Exercise prompt: Please copy each line of the listing that includes the string "PartialEq".
====== Records to use ======
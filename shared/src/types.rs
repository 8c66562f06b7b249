//! Common types used across the platform

use rust_decimal::Decimal;
use serde::{Deserialize, Serialize};
use uuid::Uuid;

/// Branch of a production run
#[derive(Debug, Clone, Copy, PartialEq, Eq, Serialize, Deserialize)]
#[serde(rename_all = "lowercase")]
pub enum ProductionType {
    /// Output is a newly created finished good
    New,
    /// Output is added to an existing finished good
    Existed,
}

impl ProductionType {
    pub fn as_str(&self) -> &'static str {
        match self {
            ProductionType::New => "new",
            ProductionType::Existed => "existed",
        }
    }
}

impl std::fmt::Display for ProductionType {
    fn fmt(&self, f: &mut std::fmt::Formatter<'_>) -> std::fmt::Result {
        f.write_str(self.as_str())
    }
}

/// A purchase return line that left a raw material below zero
#[derive(Debug, Clone, PartialEq, Eq, Serialize, Deserialize)]
pub struct OverReturnWarning {
    pub code: String,
    pub raw_material_id: Uuid,
    pub quantity_returned: Decimal,
    pub remaining_stock: Decimal,
}

impl OverReturnWarning {
    pub const CODE: &'static str = "over_return";

    pub fn new(raw_material_id: Uuid, quantity_returned: Decimal, remaining_stock: Decimal) -> Self {
        Self {
            code: Self::CODE.to_string(),
            raw_material_id,
            quantity_returned,
            remaining_stock,
        }
    }
}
======
Exercise answer:
#[derive(Debug, Clone, Copy, PartialEq, Eq, Serialize, Deserialize)]
#[derive(Debug, Clone, PartialEq, Eq, Serialize, Deserialize)]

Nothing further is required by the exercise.